What Are My Rights?
Summary of Rights of Persons with Intellectual Disabilities or Autism
(Based on 34-B MRSA Section 5601-5608)
There is a state law that says people with Intellectual Disabilities or Autism have certain rights. There are some things you have the right to do, and some things people cannot do to you or make you do.
It is important for you to know what your rights are so you can speak up for what you want, and help speak up for other people too. Only your guardian can change these rights for you, and then only sometimes. If you aren't sure what your rights are, ask! You can ask a supporter, your caseworker or the advocate. You can call the advocate in Portland at 822-0270.
Here is a summary of the law. If you would like to see the whole law, please ask and we will give you a copy and help you understand it.
- You have a right to be treated with respect and dignity.
- You have the same rights as all other citizens of the state and the country, unless the court has said you do not.
- You have the right to privacy and to be treated humanely.
- No one can abuse you, keep you away from things you need, or take advantage of you.

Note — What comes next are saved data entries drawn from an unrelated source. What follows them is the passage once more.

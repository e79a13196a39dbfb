use tracing::info;
use tracing_subscriber::{fmt, EnvFilter};

#[tokio::main]
async fn main() -> anyhow::Result<()> {
    // Init logging
    let filter = EnvFilter::try_from_default_env()
        .or_else(|_| EnvFilter::try_new("info"))
        .unwrap();
    fmt().with_env_filter(filter).init();

    // Startup banner at info level so something always prints at default
    // verbosity. The signing secret is deliberately absent here.
    let rust_log = std::env::var("RUST_LOG").unwrap_or_else(|_| "<unset>".to_string());
    let http_port = std::env::var("TURNSTILE_HTTP_PORT").unwrap_or_else(|_| "8080".to_string());
    let db_url = std::env::var("TURNSTILE_DB_URL").unwrap_or_else(|_| "<memory>".to_string());
    let cleanup = std::env::var("TURNSTILE_CLEANUP_INTERVAL_SECS")
        .unwrap_or_else(|_| "86400".to_string());
    info!(
        target: "turnstile",
        "Turnstile starting: RUST_LOG='{}', http_port={}, db_url='{}', cleanup_interval_secs={}",
        rust_log, http_port, db_url, cleanup
    );

    turnstile::server::run().await
}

- You have the right to be told what the rules are where you live and where you work.
- You need to be told what will happen if you break the rules.
- You can help to make the rules.
- You have the right to freedom of religion.

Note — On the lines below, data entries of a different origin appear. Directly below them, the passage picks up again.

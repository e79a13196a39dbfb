//! Process configuration, read once at startup.

use anyhow::Context;
use base64::engine::general_purpose::STANDARD;
use base64::Engine as _;

/// Default sweep period: once a day.
pub const DEFAULT_CLEANUP_INTERVAL_SECS: u64 = 24 * 60 * 60;

pub struct Config {
    pub http_port: u16,
    /// Decoded HMAC key. Never log or echo this.
    pub signing_key: Vec<u8>,
    /// SQLite URL; `None` falls back to the in-memory stores.
    pub db_url: Option<String>,
    /// Sweep period in seconds; 0 disables the cleanup task.
    pub cleanup_interval_secs: u64,
}

impl Config {
    pub fn from_env() -> anyhow::Result<Self> {
        let http_port = std::env::var("TURNSTILE_HTTP_PORT")
            .ok()
            .and_then(|s| s.parse::<u16>().ok())
            .unwrap_or(8080);
        let secret = std::env::var("TURNSTILE_JWT_SECRET")
            .context("TURNSTILE_JWT_SECRET must be set (base64-encoded HMAC key)")?;
        let signing_key = STANDARD
            .decode(secret.trim())
            .context("TURNSTILE_JWT_SECRET is not valid base64")?;
        let db_url = std::env::var("TURNSTILE_DB_URL").ok().filter(|s| !s.is_empty());
        let cleanup_interval_secs = std::env::var("TURNSTILE_CLEANUP_INTERVAL_SECS")
            .ok()
            .and_then(|s| s.parse::<u64>().ok())
            .unwrap_or(DEFAULT_CLEANUP_INTERVAL_SECS);
        Ok(Self {
            http_port,
            signing_key,
            db_url,
            cleanup_interval_secs,
        })
    }
}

- You may go to the church you want and pray if you-want.
- No one can make you go to a church if you don't want to.
- You have a right to communication.
- You can receive your own mail. No one can read your mail unless you say it's okay. No one can stop you from writing or mailing letters.
- You can use the telephone to call anyone you want. Nobody can listen to your phone calls unless you say it's okay. You cannot make calls you can't pay for.
- You can have visitors. No one can hang around when you have visitors unless you say it's okay. No one can make you have visitors you don't want to have.
- You have a right to look for a job.
- You have a right to be paid for work you do.
- You have a right not to be denied a job because of your disability.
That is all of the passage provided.